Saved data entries
----

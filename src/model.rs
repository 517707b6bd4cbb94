// https://burn.dev/book/basic-workflow/model.html
use burn::nn::conv::{Conv2d, Conv2dConfig};
use burn::nn::PaddingConfig2d;
use burn::prelude::{Backend, Config, Module, Tensor};
use burn::tensor::activation::sigmoid;

/// Hidden and cell state carried between time steps, each `[batch, hidden, lat, lon]`.
#[derive(Clone, Debug)]
pub struct ConvLstmState<B: Backend> {
    pub hidden: Tensor<B, 4>,
    pub cell: Tensor<B, 4>,
}

impl<B: Backend> ConvLstmState<B> {
    /// Cut the state out of the autodiff graph.
    pub fn detach(self) -> Self {
        Self {
            hidden: self.hidden.detach(),
            cell: self.cell.detach(),
        }
    }
}

/// LSTM cell whose gates are computed by a 2D convolution over the
/// concatenated input and hidden state.
#[derive(Module, Debug)]
pub struct ConvLstmCell<B: Backend> {
    conv: Conv2d<B>,
    hidden_dim: usize,
}

#[derive(Config, Debug)]
pub struct ConvLstmCellConfig {
    input_dim: usize,
    hidden_dim: usize,
    #[config(default = 3)]
    kernel_size: usize,
    #[config(default = true)]
    bias: bool,
}

impl ConvLstmCellConfig {
    pub fn init<B: Backend>(&self, device: &B::Device) -> ConvLstmCell<B> {
        let padding = self.kernel_size / 2;
        ConvLstmCell {
            conv: Conv2dConfig::new(
                [self.input_dim + self.hidden_dim, 4 * self.hidden_dim],
                [self.kernel_size, self.kernel_size],
            )
            .with_padding(PaddingConfig2d::Explicit(padding, padding))
            .with_bias(self.bias)
            .init(device),
            hidden_dim: self.hidden_dim,
        }
    }
}

impl<B: Backend> ConvLstmCell<B> {
    /// Zeroed state for a `[batch, _, lat, lon]` input.
    pub fn init_state(&self, batch_size: usize, grid: [usize; 2], device: &B::Device) -> ConvLstmState<B> {
        let shape = [batch_size, self.hidden_dim, grid[0], grid[1]];
        ConvLstmState {
            hidden: Tensor::zeros(shape, device),
            cell: Tensor::zeros(shape, device),
        }
    }

    /// # Shapes
    ///   - Input [batch_size, input_dim, lat, lon]
    ///   - State [batch_size, hidden_dim, lat, lon]
    pub fn forward(&self, input: Tensor<B, 4>, state: ConvLstmState<B>) -> ConvLstmState<B> {
        let combined = Tensor::cat(vec![input, state.hidden], 1);
        let gates = self.conv.forward(combined);

        let [batch_size, _, lat, lon] = gates.dims();
        let gate = |k: usize| {
            gates.clone().slice([
                0..batch_size,
                k * self.hidden_dim..(k + 1) * self.hidden_dim,
                0..lat,
                0..lon,
            ])
        };

        let input_gate = sigmoid(gate(0));
        let forget_gate = sigmoid(gate(1));
        let output_gate = sigmoid(gate(2));
        let candidate = gate(3).tanh();

        let cell = forget_gate * state.cell + input_gate * candidate;
        let hidden = output_gate * cell.clone().tanh();

        ConvLstmState { hidden, cell }
    }
}

/// Next-frame precipitation forecaster: a ConvLSTM cell unrolled over the
/// window with a 1x1 convolution reading the hidden state back to frames.
#[derive(Module, Debug)]
pub struct PrecipForecaster<B: Backend> {
    cell: ConvLstmCell<B>,
    head: Conv2d<B>,
    tbptt_steps: usize,
}

#[derive(Config, Debug)]
pub struct PrecipForecasterConfig {
    #[config(default = 1)]
    channels: usize,
    #[config(default = 64)]
    hidden_dim: usize,
    #[config(default = 3)]
    kernel_size: usize,
    /// Steps between detaching the recurrent state (truncated BPTT).
    #[config(default = 20)]
    tbptt_steps: usize,
}

impl PrecipForecasterConfig {
    // Returns the initialized model
    pub fn init<B: Backend>(&self, device: &B::Device) -> PrecipForecaster<B> {
        PrecipForecaster {
            cell: ConvLstmCellConfig::new(self.channels, self.hidden_dim)
                .with_kernel_size(self.kernel_size)
                .init(device),
            head: Conv2dConfig::new([self.hidden_dim, self.channels], [1, 1]).init(device),
            tbptt_steps: self.tbptt_steps.max(1),
        }
    }
}

impl<B: Backend> PrecipForecaster<B> {
    /// # Shapes
    ///   - Frames [batch_size, steps, channels, lat, lon]
    ///   - Output [batch_size, steps, channels, lat, lon], step `t` predicting frame `t + 1`
    pub fn forward(&self, frames: Tensor<B, 5>) -> Tensor<B, 5> {
        let [batch_size, steps, channels, lat, lon] = frames.dims();
        let device = frames.device();
        let mut state = self.cell.init_state(batch_size, [lat, lon], &device);

        let mut outputs = Vec::with_capacity(steps);
        for t in 0..steps {
            if t > 0 && t % self.tbptt_steps == 0 {
                state = state.detach();
            }
            let frame = frames
                .clone()
                .slice([0..batch_size, t..t + 1, 0..channels, 0..lat, 0..lon])
                .reshape([batch_size, channels, lat, lon]);
            state = self.cell.forward(frame, state);
            outputs.push(self.head.forward(state.hidden.clone()));
        }

        Tensor::stack(outputs, 1)
    }
}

----

Problem = Make a list of all lines in the data that contain "convolution".

Written solution =
/// LSTM cell whose gates are computed by a 2D convolution over the
/// window with a 1x1 convolution reading the hidden state back to frames.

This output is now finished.